Home » Features & Profiles » Profiles » Embracing Child-free life After years of infertility

6 August 2023

Reading Time: 4 minutes

When her dreams of motherhood fell apart, Jocelyn Yeoman faced a different future. She shares her journey and how she learnt to embrace her unexpected life.

The day I wrote a letter to our unborn children was the day I began the slow journey along a different path. For every infertility story, there are really only two outcomes: you end up successfully navigating the minefield of prodding and procedures with children, or you don’t. (Yes, there’s adoption, but for my husband and I that was never really an option. The ongoing emotional trauma was more than we could face.)

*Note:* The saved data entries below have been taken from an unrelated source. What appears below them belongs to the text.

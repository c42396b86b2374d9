use image::{imageops::FilterType, DynamicImage, ImageReader};
use ndarray::Array4;
use serde::Deserialize;
use std::{fs, path::Path};
use tracing::debug;

use crate::error::{EngineError, Result};

const CLIP_MEAN: [f32; 3] = [0.481_454_66, 0.457_827_5, 0.408_210_73];
const CLIP_STD: [f32; 3] = [0.268_629_54, 0.261_302_6, 0.275_777_1];
const DEFAULT_SIZE: u32 = 224;

#[derive(Debug, Clone, Copy, PartialEq, Eq, Deserialize)]
#[serde(untagged)]
enum SizeSpec {
    Square(u32),
    Exact { height: u32, width: u32 },
    ShortestEdge { shortest_edge: u32 },
}

/// Subset of `preprocessor_config.json` the vision models need.
#[derive(Debug, Default, Deserialize)]
struct PreprocessorConfig {
    do_resize: Option<bool>,
    size: Option<SizeSpec>,
    do_center_crop: Option<bool>,
    crop_size: Option<SizeSpec>,
    do_rescale: Option<bool>,
    rescale_factor: Option<f32>,
    do_normalize: Option<bool>,
    image_mean: Option<Vec<f32>>,
    image_std: Option<Vec<f32>>,
}

#[derive(Debug, Clone, Copy, PartialEq)]
enum Resize {
    ShortestEdge(u32),
    Exact { width: u32, height: u32 },
}

#[derive(Debug, Clone, PartialEq)]
pub struct ImagePreprocessor {
    resize: Option<Resize>,
    /// `(width, height)`
    crop: (u32, u32),
    rescale: f32,
    mean: [f32; 3],
    std: [f32; 3],
}

impl Default for ImagePreprocessor {
    fn default() -> Self {
        Self {
            resize: Some(Resize::ShortestEdge(DEFAULT_SIZE)),
            crop: (DEFAULT_SIZE, DEFAULT_SIZE),
            rescale: 1.0 / 255.0,
            mean: CLIP_MEAN,
            std: CLIP_STD,
        }
    }
}

impl ImagePreprocessor {
    /// Settings from `preprocessor_config.json` when present, CLIP defaults otherwise.
    pub fn from_dir(dir: &Path) -> Result<Self> {
        let path = dir.join("preprocessor_config.json");
        let config = match fs::read_to_string(&path) {
            Ok(text) => serde_json::from_str::<PreprocessorConfig>(&text)
                .map_err(|e| EngineError::corrupt(&path, e))?,
            Err(e) if e.kind() == std::io::ErrorKind::NotFound => {
                debug!(dir = %dir.display(), "No preprocessor_config.json, using CLIP defaults");
                return Ok(Self::default());
            }
            Err(e) => return Err(EngineError::corrupt(&path, e)),
        };
        Self::from_config(config).map_err(|reason| EngineError::corrupt(&path, reason))
    }

    fn from_config(config: PreprocessorConfig) -> std::result::Result<Self, String> {
        let resize = match (config.do_resize.unwrap_or(true), config.size) {
            (false, _) => None,
            (true, Some(SizeSpec::Exact { height, width })) => {
                Some(Resize::Exact { width, height })
            }
            (true, Some(SizeSpec::Square(n)))
            | (true, Some(SizeSpec::ShortestEdge { shortest_edge: n })) => {
                Some(Resize::ShortestEdge(n))
            }
            (true, None) => Some(Resize::ShortestEdge(DEFAULT_SIZE)),
        };

        // Batches must stack, so there is always a final fixed size.
        let crop = match (config.do_center_crop.unwrap_or(true), config.crop_size, resize) {
            (true, Some(SizeSpec::Square(n)), _) => (n, n),
            (true, Some(SizeSpec::Exact { height, width }), _) => (width, height),
            (true, Some(SizeSpec::ShortestEdge { shortest_edge: n }), _) => (n, n),
            (_, _, Some(Resize::Exact { width, height })) => (width, height),
            (_, _, Some(Resize::ShortestEdge(n))) => (n, n),
            (_, _, None) => (DEFAULT_SIZE, DEFAULT_SIZE),
        };
        if crop.0 == 0 || crop.1 == 0 {
            return Err("image size must be non-zero".to_string());
        }

        let rescale = if config.do_rescale.unwrap_or(true) {
            config.rescale_factor.unwrap_or(1.0 / 255.0)
        } else {
            1.0
        };

        let (mean, std) = if config.do_normalize.unwrap_or(true) {
            (
                channel_triplet(config.image_mean, CLIP_MEAN, "image_mean")?,
                channel_triplet(config.image_std, CLIP_STD, "image_std")?,
            )
        } else {
            ([0.0; 3], [1.0; 3])
        };
        if std.iter().any(|s| *s == 0.0) {
            return Err("image_std must be non-zero".to_string());
        }

        Ok(Self {
            resize,
            crop,
            rescale,
            mean,
            std,
        })
    }

    /// `(height, width)` of every prepared image.
    pub fn output_size(&self) -> (u32, u32) {
        (self.crop.1, self.crop.0)
    }

    /// Decode and normalise a batch into `[batch, 3, height, width]`.
    /// Indices in errors are positions within `paths`.
    pub fn prepare<P: AsRef<Path>>(&self, paths: &[P]) -> Result<Array4<f32>> {
        let (height, width) = self.output_size();
        let mut out = Array4::<f32>::zeros((paths.len(), 3, height as usize, width as usize));

        for (index, path) in paths.iter().enumerate() {
            let path = path.as_ref();
            let img = load_image(index, path)?;
            let rgb = self.transform(img).to_rgb8();
            for (x, y, pixel) in rgb.enumerate_pixels() {
                for c in 0..3 {
                    let v = pixel[c] as f32 * self.rescale;
                    out[[index, c, y as usize, x as usize]] = (v - self.mean[c]) / self.std[c];
                }
            }
        }
        Ok(out)
    }

    fn transform(&self, img: DynamicImage) -> DynamicImage {
        let img = match self.resize {
            Some(Resize::ShortestEdge(edge)) => {
                let (w, h) = (img.width().max(1), img.height().max(1));
                let (nw, nh) = if w <= h {
                    (edge, scale(h, edge, w))
                } else {
                    (scale(w, edge, h), edge)
                };
                img.resize_exact(nw, nh, FilterType::CatmullRom)
            }
            Some(Resize::Exact { width, height }) => {
                img.resize_exact(width, height, FilterType::CatmullRom)
            }
            None => img,
        };

        let (cw, ch) = self.crop;
        if img.width() < cw || img.height() < ch {
            return img.resize_exact(cw, ch, FilterType::CatmullRom);
        }
        let left = (img.width() - cw) / 2;
        let top = (img.height() - ch) / 2;
        img.crop_imm(left, top, cw, ch)
    }
}

fn scale(long: u32, edge: u32, short: u32) -> u32 {
    ((long as f64 * edge as f64 / short as f64).round() as u32).max(edge)
}

fn channel_triplet(
    value: Option<Vec<f32>>,
    default: [f32; 3],
    name: &str,
) -> std::result::Result<[f32; 3], String> {
    match value.as_deref() {
        None => Ok(default),
        Some(&[a, b, c]) => Ok([a, b, c]),
        Some(&[a]) => Ok([a, a, a]),
        Some(other) => Err(format!("{name} must have 1 or 3 values, got {}", other.len())),
    }
}

fn load_image(index: usize, path: &Path) -> Result<DynamicImage> {
    if !path.is_file() {
        return Err(EngineError::FileNotFound {
            index,
            path: path.to_path_buf(),
        });
    }
    let decode_err = |reason: String| EngineError::ImageDecode {
        index,
        path: path.to_path_buf(),
        reason,
    };
    ImageReader::open(path)
        .and_then(|r| r.with_guessed_format())
        .map_err(|e| decode_err(e.to_string()))?
        .decode()
        .map_err(|e| decode_err(e.to_string()))
}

Our journey began when we were very young. Newly arrived in Auckland for our respective fields of study – mine as a journalist and his in architecture – I caught sight of him arriving with boxes precariously balanced at Grafton Hall, one of the halls of residence at the University of Auckland. I was visiting a friend I’d known at high school who was rooming on the same floor he was.

I spotted him getting out of the elevator. He smiled at me – it was one of those cheeky smiles that, more than 30 years later, still melts me every time. I asked my girlfriend who he was.

“I’m going to marry him,” I said. I just knew.

Within two weeks we were going out in the same group and a month on we were together. We were 18 and I pretty much moved into his single room, writing and compiling the hall’s annual magazine, so the authorities turned a blind eye to the extra resident sleeping and eating there.

Within three weeks of becoming a couple, he gave me a small silver and garnet ring, promising to upgrade it for an engagement ring. We were officially engaged the following year and married a year after that, at age 20. As we both studied, we made future plans to move north to my family’s farm, where I’d work for my parents and he would find design work.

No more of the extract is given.